**What to do**:
Return every line of the listing that includes the string "update".
── Extracted records
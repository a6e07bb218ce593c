// src/policy.rs

use anyhow::{bail, Context, Result};
use std::process::Command;

// pkexec reserves these exit codes for the authentication dialog being
// dismissed and for the user not being authorized.
const PKEXEC_DISMISSED: i32 = 126;
const PKEXEC_NOT_AUTHORIZED: i32 = 127;

/// How a privileged invocation ended.
#[derive(Debug, Clone, PartialEq, Eq)]
pub enum PrivilegedStatus {
    Ok,
    AuthDenied,
    Failed(i32),
}

pub fn classify_exit_code(code: Option<i32>) -> PrivilegedStatus {
    match code {
        Some(0) => PrivilegedStatus::Ok,
        Some(PKEXEC_DISMISSED) | Some(PKEXEC_NOT_AUTHORIZED) => PrivilegedStatus::AuthDenied,
        Some(code) => PrivilegedStatus::Failed(code),
        // killed by signal
        None => PrivilegedStatus::Failed(-1),
    }
}

/// Testable argument builder for one package install. `--only-upgrade`
/// keeps apt from pulling in packages the user never had; it is dropped
/// for fresh installs of recommended drivers.
pub fn build_install_args(package: &str, only_upgrade: bool) -> Vec<String> {
    let mut args = vec!["apt".to_string(), "install".to_string()];
    if only_upgrade {
        args.push("--only-upgrade".to_string());
    }
    args.push("-y".to_string());
    args.push(package.to_string());
    args
}

fn run_privileged(args: &[String]) -> Result<PrivilegedStatus> {
    if args.is_empty() {
        bail!("no command given");
    }
    let status = Command::new("pkexec")
        .args(args)
        .env("LANG", "C")
        .status()
        .context("`pkexec` failed to start")?;
    Ok(classify_exit_code(status.code()))
}

/// Refreshes the package indexes with `pkexec apt update`.
pub fn refresh_package_lists() -> Result<PrivilegedStatus> {
    run_privileged(&["apt".to_string(), "update".to_string()])
}

/// Installs or upgrades a single package with `pkexec apt install`.
pub fn install_package(package: &str, only_upgrade: bool) -> Result<PrivilegedStatus> {
    run_privileged(&build_install_args(package, only_upgrade))
}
────
**Exercise output**:
/// Refreshes the package indexes with `pkexec apt update`.
    run_privileged(&["apt".to_string(), "update".to_string()])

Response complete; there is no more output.